Outcome of eribulin as a late treatment line for Thai metastatic breast cancer patients
Received 23 February 2018
Accepted for publication 25 May 2018
Published 31 July 2018 Volume 2018:11 Pages 4443—4447
Checked for plagiarism Yes
Review by Single-blind
Peer reviewers approved by Dr Colin Mak
Peer reviewer comments 2
Editor who approved publication: Dr Tohru Yamada
Chagkrit Ditsatham,1 Imjai Chitapanarux,2–4 Areewan Somwangprasert,1 Kirati Watcharachan,1 Panchaporn Wongmaneerung,1 Chaiyut Charoentum,5 Busyamas Chewaskulyong,5 Somvilai Chakrabandhu,2 Wimrak Onchan,2 Anongnart Teeyasuntranonn,6 Patumrat Sripan3
1Division of Head Neck Breast Surgery, 2Division of Radiation Oncology, 3Northern Thai Research Group of Radiation Oncology, 4Chiang Mai Cancer Registry, Maharaj Nakorn Chiang Mai Hospital, 5Division of Oncology, 6Pharmacy Division, Maharaj Nakorn Chiang Mai Hospital, Faculty of Medicine, Chiang Mai University, Chiang Mai, Thailand
Background: We report the safety and efficacy of eribulin as a late treatment line in Thai metastatic breast cancer (MBC) patients.

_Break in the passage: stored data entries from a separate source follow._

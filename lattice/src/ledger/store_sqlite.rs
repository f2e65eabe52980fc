//! SQLite-backed receipt store.
//!
//! The database is the durable source of truth for a chain: an append is
//! acknowledged only after the row is committed, and `load_all` replays the
//! full chain in sequence order so the ledger can recover its head on open.

use std::path::Path;
use std::sync::Mutex;

use rusqlite::{params, Connection};

use crate::error::{LatticeError, LatticeResult};
use crate::ledger::store::ReceiptStore;
use crate::types::Receipt;

/// Newtype wrapping `Connection` in a `Mutex` so the store is both `Send`
/// **and** `Sync`. `rusqlite::Connection` is `Send` but not `Sync`;
/// `Mutex<T>: Sync` whenever `T: Send`.
struct DbConn(Mutex<Connection>);

impl std::fmt::Debug for DbConn {
    fn fmt(&self, f: &mut std::fmt::Formatter<'_>) -> std::fmt::Result {
        write!(f, "DbConn(<sqlite>)")
    }
}

/// DDL for the `receipts` table and its indices.
///
/// `sequence` is the primary key: the chain position is the identity of a
/// row. The UNIQUE cid index rejects the same receipt landing twice.
const CREATE_SCHEMA_SQL: &str = "
CREATE TABLE IF NOT EXISTS receipts (
    sequence     INTEGER PRIMARY KEY,
    cid          TEXT    NOT NULL UNIQUE,
    prev_cid     TEXT    NOT NULL,
    timestamp_ms INTEGER NOT NULL,
    source_id    TEXT    NOT NULL,
    payload      TEXT    NOT NULL,
    content_hash TEXT    NOT NULL
);
CREATE INDEX IF NOT EXISTS idx_receipts_source_id ON receipts(source_id);
CREATE INDEX IF NOT EXISTS idx_receipts_timestamp ON receipts(timestamp_ms);
";

#[derive(Debug)]
pub struct SqliteReceiptStore {
    conn: DbConn,
}

impl SqliteReceiptStore {
    /// Open (or create) a receipt database at `path`. Schema creation is
    /// idempotent; parent directories are created as needed.
    pub fn open(path: &Path) -> LatticeResult<Self> {
        if let Some(parent) = path.parent() {
            std::fs::create_dir_all(parent).map_err(|e| {
                LatticeError::Storage(format!("failed to create receipt db dir: {}", e))
            })?;
        }

        let conn = Connection::open(path)
            .map_err(|e| LatticeError::Storage(format!("failed to open receipt db: {}", e)))?;

        // WAL for concurrent readers; synchronous=FULL so a committed append
        // is on disk before we acknowledge it.
        conn.execute_batch("PRAGMA journal_mode=WAL; PRAGMA synchronous=FULL;")
            .ok();

        conn.execute_batch(CREATE_SCHEMA_SQL)
            .map_err(|e| LatticeError::Storage(format!("failed to initialise schema: {}", e)))?;

        log::info!("[SqliteReceiptStore] Opened receipt db at {}", path.display());

        Ok(Self {
            conn: DbConn(Mutex::new(conn)),
        })
    }
}

fn receipt_from_row(row: &rusqlite::Row<'_>) -> rusqlite::Result<(Receipt, String)> {
    let sequence: i64 = row.get(0)?;
    let cid: String = row.get(1)?;
    let prev_cid: String = row.get(2)?;
    let timestamp_ms: i64 = row.get(3)?;
    let source_id: String = row.get(4)?;
    let payload_json: String = row.get(5)?;
    let content_hash: String = row.get(6)?;
    Ok((
        Receipt {
            cid,
            prev_cid,
            sequence: sequence as u64,
            timestamp_ms: timestamp_ms as u64,
            source_id,
            // placeholder; parsed by the caller so serde errors surface as
            // LatticeError rather than rusqlite::Error
            payload: serde_json::Value::Null,
            content_hash,
        },
        payload_json,
    ))
}

impl ReceiptStore for SqliteReceiptStore {
    fn append(&self, receipt: &Receipt) -> LatticeResult<()> {
        let payload_json = serde_json::to_string(&receipt.payload)?;
        let conn = self
            .conn
            .0
            .lock()
            .map_err(|_| LatticeError::Storage("connection lock poisoned".to_string()))?;

        let next: i64 = conn
            .query_row("SELECT COALESCE(MAX(sequence) + 1, 0) FROM receipts", [], |row| {
                row.get(0)
            })
            .map_err(|e| LatticeError::Storage(format!("failed to read chain length: {}", e)))?;
        if receipt.sequence != next as u64 {
            return Err(LatticeError::Storage(format!(
                "sequence {} does not extend store of length {}",
                receipt.sequence, next
            )));
        }

        conn.execute(
            "INSERT INTO receipts \
             (sequence, cid, prev_cid, timestamp_ms, source_id, payload, content_hash) \
             VALUES (?1,?2,?3,?4,?5,?6,?7)",
            params![
                receipt.sequence as i64,
                receipt.cid,
                receipt.prev_cid,
                receipt.timestamp_ms as i64,
                receipt.source_id,
                payload_json,
                receipt.content_hash,
            ],
        )
        .map_err(|e| LatticeError::Storage(format!("failed to INSERT receipt: {}", e)))?;

        Ok(())
    }

    fn load_all(&self) -> LatticeResult<Vec<Receipt>> {
        let conn = self
            .conn
            .0
            .lock()
            .map_err(|_| LatticeError::Storage("connection lock poisoned".to_string()))?;
        let mut stmt = conn
            .prepare(
                "SELECT sequence, cid, prev_cid, timestamp_ms, source_id, payload, content_hash \
                 FROM receipts ORDER BY sequence ASC",
            )
            .map_err(|e| LatticeError::Storage(format!("failed to prepare load: {}", e)))?;

        let rows = stmt
            .query_map([], receipt_from_row)
            .map_err(|e| LatticeError::Storage(format!("failed to query receipts: {}", e)))?;

        let mut receipts = Vec::new();
        for row in rows {
            let (mut receipt, payload_json) =
                row.map_err(|e| LatticeError::Storage(format!("failed to read row: {}", e)))?;
            receipt.payload = serde_json::from_str(&payload_json)?;
            receipts.push(receipt);
        }
        Ok(receipts)
    }
}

Patients and methods: A total of 30 MBC patients treated with eribulin between January 2014 and January 2017 were retrospectively analyzed. The patients were scheduled to receive 1.4 mg/m2 of eribulin on day 1, day 8 and subsequently every 21 days. All patients had previously received at least three chemotherapy regimens including anthracycline and taxane. Response rate and progression-free survival (PFS) were analyzed.
Results: The median age was 56 years (range, 40–74 years), with a median follow-up time of 5.7 months (range, 0.2–25 months). The overall response rate was 30% (nine patients): four patients had triple-negative breast cancer, three patients had luminal B breast cancer and two patients had luminal A breast cancer. The median PFS was 2.9 months (range, 0.2–14 months). The median number of previous chemotherapy regimens was 4 (range, 3–9). Univariate analysis showed that the number of regimens (four or fewer) prior to eribulin was statistically associated with superior PFS (P = 0.009). Multivariate analysis also showed similar statistical association between number of prior regimens (four or fewer) and better PFS adjusted by age group (≥50 years; hazard ratio = 1.29; 95% CI: 1.0–1.65; P = 0.046). There were no toxic deaths or grade 4 toxicities. Nine (30%) patients had grade 3 anemia toxicities, and the other common toxicities were leukopenia and neutropenia. Four (13%) patients required dose reduction and 16 (53%) patients required dose delay because of toxicities.
Conclusion: Eribulin is an effective drug for heavily pretreated MBC patients with tolerable toxicities. The benefit was superior in patients who received fewer than four previous chemotherapy regimens.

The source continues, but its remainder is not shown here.